Medicaid and my micro-preemie son
Have you heard the latest news about on the looming fiscal cliff?
While I think we all are committed to a secure financial future for our country, I'm shocked to learn that some members of Congress want to put huge cuts to Medicaid on the table in these negotiations, while insisting that the wealthiest among us cannot let live without their tax breaks.
My family's story about Medicaid shows how keeping Medicaid strong is not only morally the right thing to do, but also an effective way to keep families on solid economic footing.
My youngest son, Isaac, was born at 28 weeks. That’s 12 weeks early. He spent the first 8 weeks of his life in the neonatal intensive care unit. Very expensive.

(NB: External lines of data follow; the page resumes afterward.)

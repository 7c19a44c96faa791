//! A deterministic stand-in for the neural policy collaborator, used by
//! the demo binary and the test suite. Real policies live outside this
//! crate and only meet it through the [`Policy`] trait.

use navtypes::prelude::*;

use crate::{FeatureHistory, Policy, PolicyOutput};

/// Emits the same prediction for every sample at every step.
#[derive(Debug, Clone)]
pub struct ScriptedPolicy {
    pub action_ratio: [f64; 2],
    pub altitude_ratio: f64,
    pub progress: f64,
}

impl ScriptedPolicy {
    /// A policy that never moves and never claims progress.
    pub fn hold() -> Self {
        ScriptedPolicy {
            action_ratio: [0.0, 0.0],
            altitude_ratio: 0.5,
            progress: 0.0,
        }
    }

    /// A policy that always drives straight ahead.
    pub fn forward() -> Self {
        ScriptedPolicy {
            action_ratio: [0.0, 1.0],
            altitude_ratio: 0.5,
            progress: 0.0,
        }
    }
}

impl Policy for ScriptedPolicy {
    fn predict(&mut self, features: &FeatureHistory, _step: usize) -> Vec<PolicyOutput> {
        features
            .lengths
            .iter()
            .map(|_| PolicyOutput {
                action_ratio: self.action_ratio,
                altitude_ratio: Ratio::from_f64(self.altitude_ratio),
                progress: Ratio::from_f64(self.progress),
                saliency: SaliencyMap::zeros(224, 224),
                bbox_logits: [0.0; 5],
            })
            .collect()
    }
}
//! # rfs-api
//!
//! HTTP API layer for the remote file system built on Axum.
//!
//! Translates requests into hierarchy service calls and maps the error
//! taxonomy onto status codes: `NotFound` is 404, `BadRequest` and
//! `IllegalOperation` are 400, anything else is 500.

pub mod dto;
pub mod error;
pub mod extractors;
pub mod handlers;
pub mod middleware;
pub mod router;
pub mod state;

pub use router::build_router;
pub use state::AppState;
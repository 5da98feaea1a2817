//! # rfs-service
//!
//! The hierarchy consistency engine. [`HierarchyService`] validates every
//! structural mutation (existence of the subject and of any referenced
//! parent or destination, root protection, cycle prevention) before it
//! reaches the [`rfs_database::ItemStore`]. [`TreeService`] assembles the
//! read-only views built on top of the same store.
//!
//! Services take their collaborators at construction time as `Arc`s.

pub mod hierarchy;
pub mod tree;

pub use hierarchy::HierarchyService;
pub use tree::TreeService;
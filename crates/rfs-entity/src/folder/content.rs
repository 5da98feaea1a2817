//! Folder content listing.

use serde::{Deserialize, Serialize};

use crate::file::File;
use crate::folder::Folder;

/// A folder together with its direct children.
#[derive(Debug, Clone, Serialize, Deserialize)]
pub struct FolderContent {
    /// The listed folder.
    pub current_folder: Folder,
    /// Folders directly inside `current_folder`.
    pub folders: Vec<Folder>,
    /// Files directly inside `current_folder`.
    pub files: Vec<File>,
}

As a micro-preemie weighing only 2 pounds 5 ounces, Isaac was at risk for many, many life-threatening challenges. We were lucky, though, that he seemed to dodge bullet after bullet.
However, when he was five-and-half-months old, he caught a cold and abruptly stopped breathing. After receiving chest compressions and being intubated in the pediatric intensive care unit, it was determined that he had a malformation of the trachea. Isaac received a tracheostomy (a tube in his neck so that he could breathe) when he was six months old.
After a month in the hospital, we were allowed to take him home, but only with private duty nursing and enough medical equipment to turn our home into a mini-hospital. Then he underwent surgery to reconstruct his trachea. As a result, he is a fairly typical four year old but the permanent damage to his lungs means that, when sick, he can sometimes require oxygen and always needs close monitoring, whether at home or the hospital.
Our insurance – along with Medicaid (through a waiver program for medically fragile children) – allowed us to have Isaac at home, with nursing care. This allowed my husband and I to work, to pay taxes, to be productive members of society.
My son is a four-year-old who came into this world fighting, and who deserves the same healthy future as every other child. Even just the consideration of having Medicaid on the table for cuts is foolish. Uninsured children are 5 times more likely than insured children to use the emergency room as a regular source of care. (See this fact sheet from First Focus.)
Cutting Medicaid will cause serious damage to families, their financial capabilities, and their children’s health and future livelihoods.